Saved entries
****************

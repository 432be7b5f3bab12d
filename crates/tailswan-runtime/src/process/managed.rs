//! A single supervised OS process.
//!
//! The [`ManagedProcess`] handle is shared (`Arc`) between the supervisor and
//! the exit monitor. The spawned `Child` itself is owned by a reaper task that
//! publishes the exit status through a `watch` channel; every other operation
//! works from the recorded PID.

use std::process::{ExitStatus, Stdio};
use std::time::Duration;

use chrono::{DateTime, Utc};
use tailswan_core::ProcessCommand;
use tokio::process::Command;
use tokio::sync::{Mutex, watch};
use tracing::{debug, info, warn};

use super::ProcessError;
use super::signal::{self, StopSignal};

/// How a process exited, as observed by the reaper.
#[derive(Debug, Clone, PartialEq, Eq)]
pub enum ExitRecord {
    /// The OS reported an exit status.
    Status(ExitStatus),
    /// Waiting on the child failed; the process is treated as gone.
    WaitFailed(String),
}

impl ExitRecord {
    /// True for a zero exit status.
    #[must_use]
    pub fn success(&self) -> bool {
        matches!(self, Self::Status(status) if status.success())
    }

    fn describe(&self) -> String {
        match self {
            Self::Status(status) => status.to_string(),
            Self::WaitFailed(reason) => format!("wait failed: {reason}"),
        }
    }
}

/// Lifecycle of a [`ManagedProcess`].
#[derive(Debug, Clone, Copy, PartialEq, Eq)]
pub enum ProcessState {
    NotStarted,
    Running,
    Terminated,
}

struct Launch {
    program: String,
    pid: u32,
    started_at: DateTime<Utc>,
    exit: watch::Receiver<Option<ExitRecord>>,
}

impl Launch {
    fn exited(&self) -> bool {
        self.exit.borrow().is_some()
    }
}

/// Handle to one externally spawned process.
pub struct ManagedProcess {
    label: String,
    launch: Mutex<Option<Launch>>,
}

impl std::fmt::Debug for ManagedProcess {
    fn fmt(&self, f: &mut std::fmt::Formatter<'_>) -> std::fmt::Result {
        f.debug_struct("ManagedProcess")
            .field("label", &self.label)
            .finish_non_exhaustive()
    }
}

impl ManagedProcess {
    /// Create a handle that has not been started.
    pub fn new(label: impl Into<String>) -> Self {
        Self {
            label: label.into(),
            launch: Mutex::new(None),
        }
    }

    /// Human-readable name used in logs and errors.
    pub fn label(&self) -> &str {
        &self.label
    }

    /// Launch `command`.
    ///
    /// Fails with [`ProcessError::AlreadyRunning`] while a previous launch has
    /// not exited. The handle lock is held across the check and the spawn, so
    /// two concurrent starts cannot both succeed.
    pub async fn start(&self, command: &ProcessCommand) -> Result<(), ProcessError> {
        let mut launch = self.launch.lock().await;
        if let Some(current) = launch.as_ref()
            && !current.exited()
        {
            return Err(ProcessError::AlreadyRunning {
                label: self.label.clone(),
                pid: current.pid,
            });
        }

        let mut child = Command::new(&command.program)
            .args(&command.args)
            .stdin(Stdio::null())
            .stdout(Stdio::inherit())
            .stderr(Stdio::inherit())
            .spawn()
            .map_err(|source| ProcessError::Spawn {
                program: command.program.clone(),
                source,
            })?;

        let Some(pid) = child.id() else {
            // Already reaped by the time we asked; nothing to supervise.
            let status = child.wait().await.map_err(|source| ProcessError::Spawn {
                program: command.program.clone(),
                source,
            })?;
            return Err(ProcessError::Exited {
                label: self.label.clone(),
                status: status.to_string(),
            });
        };

        let (exit_tx, exit_rx) = watch::channel(None);
        let label = self.label.clone();
        tokio::spawn(async move {
            let record = match child.wait().await {
                Ok(status) => ExitRecord::Status(status),
                Err(e) => ExitRecord::WaitFailed(e.to_string()),
            };
            debug!(process = %label, pid, status = %record.describe(), "Process exited");
            exit_tx.send_replace(Some(record));
        });

        let started_at = Utc::now();
        info!(
            process = %self.label,
            program = %command.program,
            pid,
            started_at = %started_at.to_rfc3339(),
            "Started process"
        );

        *launch = Some(Launch {
            program: command.program.clone(),
            pid,
            started_at,
            exit: exit_rx,
        });
        Ok(())
    }

    /// Wait for the process to exit.
    ///
    /// Returns immediately with `Ok` if the handle was never started.
    pub async fn wait(&self) -> Result<(), ProcessError> {
        let mut exit = match self.launch.lock().await.as_ref() {
            Some(launch) => launch.exit.clone(),
            None => return Ok(()),
        };

        let record = match exit.wait_for(Option::is_some).await {
            Ok(record) => record.clone(),
            // Reaper dropped its sender without publishing; treat as gone.
            Err(_) => None,
        };

        match record {
            Some(record) if record.success() => Ok(()),
            Some(ExitRecord::WaitFailed(reason)) => Err(ProcessError::WaitFailed {
                label: self.label.clone(),
                reason,
            }),
            Some(record) => Err(ProcessError::Exited {
                label: self.label.clone(),
                status: record.describe(),
            }),
            None => Err(ProcessError::WaitFailed {
                label: self.label.clone(),
                reason: "reaper stopped".to_string(),
            }),
        }
    }

    /// Ask the process to exit with SIGTERM. Does not wait.
    ///
    /// A no-op for handles that are not running.
    pub async fn kill(&self) -> Result<(), ProcessError> {
        self.signal(StopSignal::Terminate).await
    }

    /// Force the process to exit with SIGKILL. Does not wait.
    pub async fn force_kill(&self) -> Result<(), ProcessError> {
        self.signal(StopSignal::Kill).await
    }

    async fn signal(&self, sig: StopSignal) -> Result<(), ProcessError> {
        // Held until the signal is sent: the pid belongs to the current launch.
        let launch = self.launch.lock().await;
        let Some(pid) = launch
            .as_ref()
            .filter(|launch| !launch.exited())
            .map(|launch| launch.pid)
        else {
            debug!(process = %self.label, "Signal skipped, process not running");
            return Ok(());
        };

        match signal::send(pid, sig) {
            Ok(true) => {
                info!(process = %self.label, pid, signal = ?sig, "Signalled process");
                Ok(())
            }
            Ok(false) => {
                debug!(process = %self.label, pid, "Process already gone");
                Ok(())
            }
            Err(e) => Err(ProcessError::Signal {
                label: self.label.clone(),
                reason: e.to_string(),
            }),
        }
    }

    /// True while the process is running.
    ///
    /// False for un-started handles, after the reaper observed exit, and
    /// whenever the liveness probe fails.
    pub async fn is_running(&self) -> bool {
        self.live_pid().await.is_some_and(signal::probe)
    }

    /// Terminate gracefully, escalating to SIGKILL after `grace`.
    pub async fn shutdown(&self, grace: Duration) -> Result<(), ProcessError> {
        if self.live_pid().await.is_none() {
            return Ok(());
        }

        let terminated = self.kill().await;
        self.finish_shutdown(grace, terminated).await
    }

    /// Wait out `grace` after SIGTERM, then SIGKILL. A failed SIGTERM still
    /// gets the wait and the escalation.
    async fn finish_shutdown(
        &self,
        grace: Duration,
        terminated: Result<(), ProcessError>,
    ) -> Result<(), ProcessError> {
        if let Err(e) = terminated {
            warn!(process = %self.label, "SIGTERM failed, escalating after grace: {}", e);
        }
        match tokio::time::timeout(grace, self.wait()).await {
            Ok(result) => {
                if let Err(e) = result {
                    debug!(process = %self.label, "Exited after SIGTERM: {}", e);
                }
                Ok(())
            }
            Err(_) => {
                warn!(
                    process = %self.label,
                    grace_ms = grace.as_millis() as u64,
                    "Process did not exit in time, sending SIGKILL"
                );
                self.force_kill().await?;
                // A SIGKILLed process always reports a signal exit.
                let _ = self.wait().await;
                Ok(())
            }
        }
    }

    /// PID of the most recent launch.
    pub async fn pid(&self) -> Option<u32> {
        self.launch.lock().await.as_ref().map(|l| l.pid)
    }

    /// Start time of the most recent launch.
    pub async fn started_at(&self) -> Option<DateTime<Utc>> {
        self.launch.lock().await.as_ref().map(|l| l.started_at)
    }

    /// Program of the most recent launch.
    pub async fn program(&self) -> Option<String> {
        self.launch.lock().await.as_ref().map(|l| l.program.clone())
    }

    /// Current lifecycle state.
    pub async fn state(&self) -> ProcessState {
        match self.launch.lock().await.as_ref() {
            None => ProcessState::NotStarted,
            Some(launch) if launch.exited() => ProcessState::Terminated,
            Some(_) => ProcessState::Running,
        }
    }

    async fn live_pid(&self) -> Option<u32> {
        self.launch
            .lock()
            .await
            .as_ref()
            .filter(|launch| !launch.exited())
            .map(|launch| launch.pid)
    }
}

#[cfg(all(test, unix))]
mod tests {
    use super::*;

    fn sleep_cmd(secs: &str) -> ProcessCommand {
        ProcessCommand::new("sleep", [secs])
    }

    #[tokio::test]
    async fn test_unstarted_handle() {
        let process = ManagedProcess::new("idle");
        assert_eq!(process.state().await, ProcessState::NotStarted);
        assert!(!process.is_running().await);
        assert!(process.kill().await.is_ok());
        assert!(process.force_kill().await.is_ok());
        assert!(process.wait().await.is_ok());
        assert!(process.pid().await.is_none());
        assert!(process.shutdown(Duration::from_millis(10)).await.is_ok());
    }

    #[tokio::test]
    async fn test_double_start_rejected() {
        let process = ManagedProcess::new("sleeper");
        process.start(&sleep_cmd("30")).await.unwrap();
        assert!(process.is_running().await);

        let err = process.start(&sleep_cmd("30")).await.unwrap_err();
        assert!(matches!(err, ProcessError::AlreadyRunning { .. }));

        process.shutdown(Duration::from_secs(2)).await.unwrap();
        assert!(!process.is_running().await);
        assert_eq!(process.state().await, ProcessState::Terminated);
    }

    #[tokio::test]
    async fn test_restart_after_exit() {
        let process = ManagedProcess::new("short");
        process
            .start(&ProcessCommand::new("true", Vec::<String>::new()))
            .await
            .unwrap();
        process.wait().await.unwrap();
        assert_eq!(process.state().await, ProcessState::Terminated);

        process.start(&sleep_cmd("30")).await.unwrap();
        assert_eq!(process.state().await, ProcessState::Running);
        process.shutdown(Duration::from_secs(2)).await.unwrap();
    }

    #[tokio::test]
    async fn test_wait_reports_failure_exit() {
        let process = ManagedProcess::new("failing");
        process
            .start(&ProcessCommand::new("sh", ["-c", "exit 3"]))
            .await
            .unwrap();
        let err = process.wait().await.unwrap_err();
        assert!(matches!(err, ProcessError::Exited { .. }));
    }

    #[tokio::test]
    async fn test_spawn_failure_leaves_handle_unstarted() {
        let process = ManagedProcess::new("missing");
        let err = process
            .start(&ProcessCommand::new(
                "/nonexistent/tailswan-test-binary",
                Vec::<String>::new(),
            ))
            .await
            .unwrap_err();
        assert!(matches!(err, ProcessError::Spawn { .. }));
        assert_eq!(process.state().await, ProcessState::NotStarted);
    }

    #[tokio::test]
    async fn test_shutdown_escalates_to_sigkill() {
        let process = ManagedProcess::new("stubborn");
        process
            .start(&ProcessCommand::new(
                "sh",
                ["-c", "trap '' TERM; while true; do sleep 1; done"],
            ))
            .await
            .unwrap();
        // Give the shell a moment to install the trap.
        tokio::time::sleep(Duration::from_millis(200)).await;

        process.shutdown(Duration::from_millis(300)).await.unwrap();
        assert_eq!(process.state().await, ProcessState::Terminated);
    }

    #[tokio::test]
    async fn test_failed_sigterm_still_escalates() {
        let process = ManagedProcess::new("unsignalled");
        process.start(&sleep_cmd("30")).await.unwrap();

        let refused = Err(ProcessError::Signal {
            label: "unsignalled".to_string(),
            reason: "EPERM: Operation not permitted".to_string(),
        });
        process
            .finish_shutdown(Duration::from_millis(200), refused)
            .await
            .unwrap();
        assert_eq!(process.state().await, ProcessState::Terminated);
        assert!(!process.is_running().await);
    }

    #[tokio::test]
    async fn test_signals_after_exit_are_skipped() {
        let process = ManagedProcess::new("done");
        process
            .start(&ProcessCommand::new("true", Vec::<String>::new()))
            .await
            .unwrap();
        process.wait().await.unwrap();

        assert!(process.kill().await.is_ok());
        assert!(process.force_kill().await.is_ok());
        assert!(process.shutdown(Duration::from_millis(10)).await.is_ok());
        assert_eq!(process.state().await, ProcessState::Terminated);
        assert!(process.pid().await.is_some());
    }
}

****************

Reproduce the entries above exactly, but only the lines between the line holding "filename crates/tailswan-runtime/src/process/managed.rs" and the line holding "use tailswan_core::ProcessCommand;", inclusive.

● **EXERCISE RESULT**:
filename crates/tailswan-runtime/src/process/managed.rs
//! A single supervised OS process.
//!
//! The [`ManagedProcess`] handle is shared (`Arc`) between the supervisor and
//! the exit monitor. The spawned `Child` itself is owned by a reaper task that
//! publishes the exit status through a `watch` channel; every other operation
//! works from the recorded PID.

use std::process::{ExitStatus, Stdio};
use std::time::Duration;

use chrono::{DateTime, Utc};
use tailswan_core::ProcessCommand;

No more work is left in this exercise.